What's the special call?
I am thinking about it.
It's my space. It can be your's, too.

The special call is intended to be a special call for long-term,
voluntary assistance.


1) I am the publications and software reviewer for a quarterly journal.
Do you want to express your opinion in print? It's your chance
to add another print publication to your resume or C.V.
Ask me for a book or piece of scientific software, or
come up with one of your own. Ask me first. Reviews get the widest possible
latitudes to express your opinions. 2-3 printed pages.
Let's talk.



2) The Computer History Museum.
Not "a" computer museum, The Computer History Museum.
The original The Computer Museum started in Boston
by Dr. Gwen Bell (Past ACM President) largely as a off-shoot of DEC.

Right now Visible Storage exists at
1401 Shoreline
Mountain View, CA 94043 USA
The Computer History Museum has perhaps the greatest collection of
old historic artifacts, documentation, books, memoribilia.
In the past they have sponsered such activities like The Computer Bowl
(the West Coast are the reigning winners: as of 1997).

What do they have? Many things.
Examples of most of the machines designed by Seymour Cray.
The DEC Museum. A panel from the ENIAC. ENIAC on a chip.
A working German Enigma. Many minisupers. Mainframes.
Workstations. Advertising. Manuals.
Do most of these work? Alas no. They run what they can.

What don't they need?
PCs (need I say more?).

How can I help?
The Museum is always looking for old collectables.
Foreign computers are of great interest (NEC's chairman donated
one of their first machines from the late 1950s).
The Museum needs these to set the "arrogant" Americans straight.
Do you know where there is a CDC 3xxx series?
[Yes, a 3800 is soon to be on display near Dulles at the
Natl.

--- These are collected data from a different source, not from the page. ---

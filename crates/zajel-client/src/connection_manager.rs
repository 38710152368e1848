//! The per-peer connection state machine (`spec.md` §4.3): turns
//! coordinator pairing events into established QUIC sessions, and owns
//! the per-peer text and file-transfer traffic once connected.
//!
//! Grounded on `ochra-daemon/src/main.rs`'s single-struct, one-event-loop
//! process shape: one `ConnectionManager` owns everything a running
//! client needs (signaling handle, QUIC node, peer table, db handle,
//! event bus) behind an `Arc`, cloned cheaply into every background task.

use std::collections::{HashMap, VecDeque};
use std::net::SocketAddr;
use std::path::PathBuf;
use std::sync::Arc;
use std::time::Instant;

use quinn::Connection;
use tokio::sync::{mpsc, oneshot, Mutex as AsyncMutex};
use tracing::{debug, info, warn};

use zajel_crypto::session::{Channel, Session};
use zajel_crypto::sha256;
use zajel_crypto::x25519::X25519StaticSecret;
use zajel_filetransfer::transfer::{
    self, CompleteStatus, ReceiverTransfer, SenderTransfer, TransferMessage,
};
use zajel_rendezvous::pairing_code::PairingCode;
use zajel_rendezvous::rendezvous::{RendezvousEffect, RendezvousEngine};
use zajel_signaling::client::SignalingHandle;
use zajel_signaling::messages::{ClientMessage, ServerMessage, WireBytes, WireKey};
use zajel_transport::backpressure::Backpressure;
use zajel_transport::handshake;
use zajel_transport::quic::{PeerStreams, QuicNode, MAX_FRAME_SIZE};
use zajel_types::events::EventType;
use zajel_types::identity::{ConnectionState as PeerState, Peer};

use crate::events::EventBus;

/// Outbound text messages queued for a peer that isn't connected yet are
/// dropped oldest-first past this bound (`spec.md` §4.3).
const PENDING_QUEUE_CAP: usize = 256;

/// How often the rendezvous engine is ticked to refresh its registrations.
const RENDEZVOUS_TICK_INTERVAL: std::time::Duration = std::time::Duration::from_secs(300);

pub type PeerId = String;
pub type FileId = String;

#[derive(Debug, thiserror::Error)]
pub enum ConnectionError {
    #[error("unknown peer: {0}")]
    UnknownPeer(String),
    #[error("peer {0} is not connected")]
    NotConnected(String),
    #[error("invalid pairing code: {0}")]
    InvalidPairingCode(String),
    #[error("io error: {0}")]
    Io(String),
}

pub type Result<T> = std::result::Result<T, ConnectionError>;

#[derive(Clone, Copy, Debug, PartialEq, Eq)]
enum Role {
    Initiator,
    Answerer,
}

enum OutboundFile {
    Send { file_name: String, data: Vec<u8>, reply: oneshot::Sender<FileId> },
}

struct PeerContext {
    peer_code: String,
    public_key: [u8; 32],
    state: PeerState,
    pending_text: VecDeque<Vec<u8>>,
    outbound_text: Option<mpsc::UnboundedSender<Vec<u8>>>,
    outbound_file: Option<mpsc::UnboundedSender<OutboundFile>>,
}

impl PeerContext {
    fn new(peer_code: String, public_key: [u8; 32]) -> Self {
        Self {
            peer_code,
            public_key,
            state: PeerState::Connecting,
            pending_text: VecDeque::new(),
            outbound_text: None,
            outbound_file: None,
        }
    }
}

struct Inner {
    self_secret: X25519StaticSecret,
    self_public_key: [u8; 32],
    quic: Arc<QuicNode>,
    signaling: SignalingHandle,
    events: EventBus,
    db: Arc<AsyncMutex<rusqlite::Connection>>,
    downloads_dir: PathBuf,
    max_file_size: u64,
    rendezvous: AsyncMutex<RendezvousEngine>,
    peers: AsyncMutex<HashMap<PeerId, PeerContext>>,
    code_to_peer: AsyncMutex<HashMap<String, PeerId>>,
    pending_addrs: AsyncMutex<HashMap<SocketAddr, PeerId>>,
}

/// Owns every active and pending peer connection. Cheap to clone; every
/// background task holds one.
#[derive(Clone)]
pub struct ConnectionManager {
    inner: Arc<Inner>,
}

Air and Space Museum's Udvar-Hazy Center.]
Here's a place to store it.

Ask them (or me).

Reference:
www.computerhistory.org

Examples of what the museum already has:
Cray-1, Cray-2, Cray-3, Cray-4 parts.
Cray's Naval gun director, 160A, 6600, 7600
Early 1957-8 NEC machine
ENIAC, ENIAC on a chip
SAGE
LINC
Stretch
IBM 360/370/91,195, etc.
DDP-116
PDP-1, ... PDP-11, DEC-20, VAX (several)
Burroughs ILLIAC IV Control Units and several Processing Units
Xerox Alto, Star, other D machines
Multiflow Trace
Cydrome Cydra 5
KSR-1
ETA-10s (LN2 and air)
Intel iPSC/1
TMC CM-1, CM-2, CM-5
E&S ES-1, PS-1, LDS
FrankenRAID
Johnniac
WISC
Hollerith Machine reproduction
# Hillis' Tic-tac-toe computer (in Boston)
DEC machines from PDP-1 through DEC-20 include an East German VAX clone
A host of the usual PCs, Lisas, Macs, Apple-1, etc.
Other Univac, Burroughs, etc. machines
The first laser printer
Many of the other usual and unusual peripherals: mice, light pens,
light guns, card readers, impact printers, etc.
An incredible library
The Museum has permanent working exchange agreements with other museums
like the Smithsonian.

Can you visit? Sure. The Boston Science Museum took what is called
the Kiddie portion of The Computer Museum.
The historic artifact portion resides in the Silicon Valley.
There are monthly seminars coordinated by Bay Area Computer History
Perspectives (co-run by Peter Nerkse at SUN, posted to ba.seminars
and cross-posted to other relevant groups).